Scope of Activities
The Scope of Activities shows the wide range of tasks a Family Support Specialist can perform to assist the child or youth, and family in regaining control over their own lives based on the principles of resiliency and recovery. The Family Support Specialist does not diagnose an illness, prescribe or provide clinical services.
1) Utilizing unique experiences as a caregiver of a child or youth with emotional, behavioral or co-occurring disorders, the Family Support Specialist shall:
a) Teach and role model the value of every individual’s experience caring for a child or youth with an emotional, behavioral or co-occurring disorder;
b) Model effective coping techniques and advocacy skills;
c) Encourage caregivers to develop informal and formal networks of support that are responsive to the culture and unique needs of their child and family;
d) Foster a full and equal partnership with the child, family, and caregiver.

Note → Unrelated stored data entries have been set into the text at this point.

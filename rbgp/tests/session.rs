//
// Copyright (c) The Holo Core Contributors
//
// SPDX-License-Identifier: MIT
//

use std::net::{IpAddr, Ipv4Addr};
use std::time::Duration;

use bytes::BytesMut;
use const_addrs::{ip, ip4, ip6};
use ipnetwork::{Ipv4Network, Ipv6Network};
use maplit::btreemap;
use rbgp::af::Nlri;
use rbgp::config::{InstanceCfg, NeighborAfiSafiCfg, NeighborCfg, PeerRole};
use rbgp::instance::InstanceHandle;
use rbgp::neighbor::{NeighborState, PeerType, fsm};
use rbgp::network::{ConnInfo, Connection};
use rbgp::packet::attribute::{AsPath, AsPathSegment, Attrs, BaseAttrs};
use rbgp::packet::consts::{
    AfiSafiExt, AsPathSegmentType, BGP_VERSION, ErrorCode, GrAfiFlags,
    GrRestartFlags,
};
use rbgp::packet::message::{
    Capability, DecodeCxt, EncodeCxt, GrTuple, KeepaliveMsg, Message,
    MpReachNlri, NegotiatedCapability, OpenMsg, ReachNlri, UpdateMsg,
};
use rbgp_utils::bgp::{AfiSafi, Origin};
use tokio::io::{AsyncReadExt, AsyncWriteExt, DuplexStream};

const LOCAL_AS: u32 = 65000;
const PEER_AS: u32 = 65001;
const PEER_ADDR: IpAddr = ip!("10.0.0.2");

// Remote end of an in-memory BGP connection.
struct Peer {
    stream: DuplexStream,
    buf: BytesMut,
}

impl Peer {
    async fn send(&mut self, msg: Message) {
        let cxt = EncodeCxt {
            capabilities: [NegotiatedCapability::FourOctetAsNumber].into(),
        };
        self.stream.write_all(&msg.encode(&cxt)).await.unwrap();
    }

    // Returns the next message sent by the speaker, or `None` once the
    // speaker closes the connection.
    async fn recv(&mut self) -> Option<Message> {
        let cxt = DecodeCxt {
            peer_type: PeerType::External,
            peer_as: LOCAL_AS,
            capabilities: [NegotiatedCapability::FourOctetAsNumber].into(),
        };
        loop {
            if let Some(len) = Message::get_message_len(&self.buf) {
                let data = self.buf.split_to(len);
                return Some(Message::decode(&data, &cxt).unwrap());
            }
            if self.stream.read_buf(&mut self.buf).await.unwrap() == 0 {
                return None;
            }
        }
    }

    // Completes the OPEN exchange and waits for the session to come up.
    async fn establish(
        &mut self,
        handle: &InstanceHandle,
        holdtime: u16,
        capabilities: Vec<Capability>,
    ) {
        assert!(matches!(self.recv().await, Some(Message::Open(_))));
        self.send(open(holdtime, capabilities)).await;
        self.send(Message::Keepalive(KeepaliveMsg {})).await;
        assert!(matches!(self.recv().await, Some(Message::Keepalive(_))));
        wait_for(|| async move {
            nbr_state(handle).await.state == fsm::State::Established
        })
        .await;
    }
}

2) The Youth Support Specialist shall maintain a working knowledge of current trends and developments in the fields of mental health, co-occurring disorders, education/special education, child welfare regulations, child/adolescent development and basic wellness, CSoC and peer support services by:
a) Assists children, youth and families in the development of skills to aid in coping with and managing psychiatric symptoms while facilitating the use of natural resources
b) Provides structured scheduled activities that allow youth an opportunity to support each other in the restoration and expansion of skills and strategies necessary to move forward in recovery
c) Provides individualized, face-to-face interventions with child/youth present
d) Provide support and training to youth in community locations where s/he resides, works, attends school and/or socializes
e) Assists child/youth to develop an information and support network from others who have been through similar experiences
f) Assists child/youth with regaining the ability to make independent choices and take a proactive role in treatment, including discussing questions or concerns about medications, diagnoses or treatment with their clinician
g) Assists the child/youth with identifying and effectively responding to or avoiding identified precursors or triggers that impede functioning
h) Assists the child/youth to address negative behaviors and reduce reliance on youth support over time
i) Maintains confidentiality in all aspects of member care, staff and agency information
3) Utilizing direct caregiver-to-caregiver support and interaction and a goal-setting process, the Family Support Specialist shall:
a) Educate caregivers regarding diagnoses, cause of disorders, treatments, and treatment adherence techniques.
b) Understand and utilize specific interventions necessary to assist caregivers in developing a Child and Family Team and in establishing and meeting their child and family’s individualized goals;
c) Lead as well as model how to facilitate collaborative working relationships with providers, school staff, and other professionals to positively transform the treatment experience of the child, youth, and family;
d) Teach relevant skills needed for effective advocacy and navigation of the child-serving systems, including child welfare, juvenile justice, education mental health, and transition services;
e) Assist caregivers in meeting their child’s or youth’s educational needs, through support, education, and guidance in school related meetings (504, Individual Education Plans, etc.) and the special education system;
f) Assist caregivers in identifying and connecting with services addressing substance abuse and co-occurring disorders as well as providing information and other resources;
g) Teach the child, family, and caregiver how to identify and utilize their strengths in achieving the family’s goals;
h) Assist caregivers in articulating their goals and objectives for their family;
i) Assist caregivers in creating their Child and Family Team and individualized service plan (e.g., wraparound plan, crisis plan, etc.);
j) Assist caregivers in establishing and maintaining informal and formal supports;
k) Assist caregivers in learning how to access community resources and in making positive treatment choices for their child and family;
l) Appropriately document activities provided to caregivers in either their individual records or program records.
m) Assist caregivers in identifying resources for specialty services such as DD/MR, adult children with special needs, medically fragile, etc.
4) The Family Support Specialist shall maintain a working knowledge of current trends and developments in the fields of mental health, co-occurring disorders, education/special education, child welfare regulations, child/adolescent development and basic wellness, CSoC and peer support services by:
a) Reading books, current journals, and other relevant material;
b) Developing and sharing strengths-based material with other Family Support Specialists;
c) Attending recognized seminars, workshops, and educational trainings.
5) The Family Support Specialist shall serve as a caregiver support agent by:
a) Providing and promoting effective family-based services (e.g. wraparound, Parents as Teachers, etc.);
b) Assisting caregivers in obtaining services that are responsive to each family’s individual needs and culture;
c) Assisting caregivers in becoming advocates for their child through knowledge, skills and confidence;
d) Assisting caregivers in developing problem-solving skills to respond effectively to child and/or family crises;
e) Fostering a sense of hope and resiliency in caregivers;
f) Sharing his or her unique perspective on caring for a child or youth with emotional, behavioral or co-occurring disorders with non-caregiver staff;
g) Assisting non-caregiver staff in identifying programs and environments that foster hope and resiliency and are family-driven and youth-guided in nature.